**About this task**
Let the answer be the lines from the one with "stream = self.local_stream().ok_or(MediaError::NoLocalStream)?;" to the end of the entries, copied exactly with both boundary lines kept.

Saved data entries
//! Local media management
//!
//! The `MediaController` owns the local capture stream. The stream is
//! acquired once and outlives individual calls; transport sessions only
//! reference its tracks. Enabling or disabling video flips a flag shared with
//! those references and never touches negotiation.

use crate::types::{MediaConstraints, MediaType};
use async_trait::async_trait;
use std::sync::atomic::{AtomicBool, Ordering};
use std::sync::Arc;
use thiserror::Error;
use tokio::sync::broadcast;

/// Media-related errors
#[derive(Error, Debug, Clone, PartialEq, Eq)]
pub enum MediaError {
    /// Capture device missing or access denied
    #[error("Media unavailable: {0}")]
    MediaUnavailable(String),

    /// Operation needs a local stream that has not been acquired
    #[error("No local stream acquired")]
    NoLocalStream,
}

/// Media events
#[derive(Debug, Clone, PartialEq, Eq)]
pub enum MediaEvent {
    /// Local stream acquired
    StreamAcquired {
        /// Stream ID
        stream_id: String,
    },
    /// Local video enablement changed
    VideoToggled {
        /// Whether video tracks are now enabled
        enabled: bool,
    },
}

/// One local capture track
///
/// Clones share the enabled flag.
#[derive(Debug, Clone)]
pub struct LocalTrack {
    id: String,
    kind: MediaType,
    enabled: Arc<AtomicBool>,
}

impl LocalTrack {
    /// Create a new, enabled track
    pub fn new(id: impl Into<String>, kind: MediaType) -> Self {
        Self {
            id: id.into(),
            kind,
            enabled: Arc::new(AtomicBool::new(true)),
        }
    }

    /// Track ID
    pub fn id(&self) -> &str {
        &self.id
    }

    /// Track kind
    pub fn kind(&self) -> MediaType {
        self.kind
    }

    /// Whether the track currently produces media
    pub fn is_enabled(&self) -> bool {
        self.enabled.load(Ordering::SeqCst)
    }

    fn set_enabled(&self, enabled: bool) {
        self.enabled.store(enabled, Ordering::SeqCst);
    }
}

/// Local capture stream
#[derive(Debug, Clone)]
pub struct LocalStream {
    id: String,
    tracks: Vec<LocalTrack>,
}

impl LocalStream {
    /// Create a stream from tracks
    pub fn new(id: impl Into<String>, tracks: Vec<LocalTrack>) -> Self {
        Self {
            id: id.into(),
            tracks,
        }
    }

    /// Stream ID
    pub fn id(&self) -> &str {
        &self.id
    }

    /// All tracks
    pub fn tracks(&self) -> &[LocalTrack] {
        &self.tracks
    }

    /// Video tracks only
    pub fn video_tracks(&self) -> impl Iterator<Item = &LocalTrack> {
        self.tracks.iter().filter(|t| t.kind == MediaType::Video)
    }

    /// Audio tracks only
    pub fn audio_tracks(&self) -> impl Iterator<Item = &LocalTrack> {
        self.tracks.iter().filter(|t| t.kind == MediaType::Audio)
    }
}

/// Capture device backend
///
/// Opens the platform capture device and returns a stream shaped by the
/// constraints.
#[async_trait]
pub trait CaptureDevice: Send + Sync {
    /// Open capture
    ///
    /// # Errors
    ///
    /// Returns `MediaUnavailable` if the device is missing or access is denied
    async fn open(&self, constraints: &MediaConstraints) -> Result<LocalStream, MediaError>;
}

/// Capture device that produces tracks without touching hardware
///
/// Used by the CLI and tests. `unavailable()` simulates a missing device.
#[derive(Debug, Clone)]
pub struct SyntheticCapture {
    available: bool,
}

impl SyntheticCapture {
    /// Working synthetic device
    #[must_use]
    pub fn new() -> Self {
        Self { available: true }
    }

    /// Device that always refuses to open
    #[must_use]
    pub fn unavailable() -> Self {
        Self { available: false }
    }
}

impl Default for SyntheticCapture {
    fn default() -> Self {
        Self::new()
    }
}

#[async_trait]
impl CaptureDevice for SyntheticCapture {
    async fn open(&self, constraints: &MediaConstraints) -> Result<LocalStream, MediaError> {
        if !self.available {
            return Err(MediaError::MediaUnavailable(
                "no capture device present".to_string(),
            ));
        }
        let stream_id = format!("local-{}", uuid::Uuid::new_v4());
        let tracks = constraints
            .to_media_types()
            .into_iter()
            .map(|kind| LocalTrack::new(format!("{stream_id}-{kind}"), kind))
            .collect();
        Ok(LocalStream::new(stream_id, tracks))
    }
}

/// Owner of the local capture stream
pub struct MediaController {
    device: Arc<dyn CaptureDevice>,
    stream: parking_lot::RwLock<Option<Arc<LocalStream>>>,
    video_active: AtomicBool,
    event_sender: broadcast::Sender<MediaEvent>,
}

impl MediaController {
    /// Create a controller over a capture device
    #[must_use]
    pub fn new(device: Arc<dyn CaptureDevice>) -> Self {
        let (event_sender, _) = broadcast::channel(16);
        Self {
            device,
            stream: parking_lot::RwLock::new(None),
            video_active: AtomicBool::new(false),
            event_sender,
        }
    }

    /// Acquire local capture
    ///
    /// Acquiring again returns the stream already held.
    ///
    /// # Errors
    ///
    /// Returns `MediaUnavailable` if the device cannot be opened
    #[tracing::instrument(skip(self))]
    pub async fn acquire(
        &self,
        constraints: &MediaConstraints,
    ) -> Result<Arc<LocalStream>, MediaError> {
        if let Some(stream) = self.local_stream() {
            return Ok(stream);
        }

        let stream = match self.device.open(constraints).await {
            Ok(stream) => Arc::new(stream),
            Err(e) => {
                tracing::error!(error = %e, "Failed to acquire local media");
                return Err(e);
            }
        };

        let mut slot = self.stream.write();
        if let Some(existing) = slot.as_ref() {
            return Ok(existing.clone());
        }
        *slot = Some(stream.clone());
        drop(slot);

        let video = stream.video_tracks().any(LocalTrack::is_enabled);
        self.video_active.store(video, Ordering::SeqCst);
        tracing::info!(
            stream_id = stream.id(),
            tracks = stream.tracks().len(),
            "Local media acquired"
        );
        let _ = self.event_sender.send(MediaEvent::StreamAcquired {
            stream_id: stream.id().to_string(),
        });
        Ok(stream)
    }

    /// The acquired stream, if any
    #[must_use]
    pub fn local_stream(&self) -> Option<Arc<LocalStream>> {
        self.stream.read().clone()
    }

    /// Enable local video tracks
    ///
    /// # Errors
    ///
    /// Returns `NoLocalStream` before `acquire` succeeded
    pub fn enable_video(&self) -> Result<(), MediaError> {
        self.set_video(true)
    }

    /// Disable local video tracks without releasing the device
    ///
    /// # Errors
    ///
    /// Returns `NoLocalStream` before `acquire` succeeded
    pub fn disable_video(&self) -> Result<(), MediaError> {
        self.set_video(false)
    }

    /// Whether local video is currently enabled
    #[must_use]
    pub fn is_video_active(&self) -> bool {
        self.video_active.load(Ordering::SeqCst)
    }

    /// Subscribe to media events
    #[must_use]
    pub fn subscribe_events(&self) -> broadcast::Receiver<MediaEvent> {
        self.event_sender.subscribe()
    }

    fn set_video(&self, enabled: bool) -> Result<(), MediaError> {
        let stream = self.local_stream().ok_or(MediaError::NoLocalStream)?;
        for track in stream.video_tracks() {
            track.set_enabled(enabled);
        }
        self.video_active.store(enabled, Ordering::SeqCst);
        tracing::debug!(enabled, "Local video toggled");
        let _ = self.event_sender.send(MediaEvent::VideoToggled { enabled });
        Ok(())
    }
}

**Exercise response**
        let stream = self.local_stream().ok_or(MediaError::NoLocalStream)?;
        for track in stream.video_tracks() {
            track.set_enabled(enabled);
        }
        self.video_active.store(enabled, Ordering::SeqCst);
        tracing::debug!(enabled, "Local video toggled");
        let _ = self.event_sender.send(MediaEvent::VideoToggled { enabled });
        Ok(())
    }
}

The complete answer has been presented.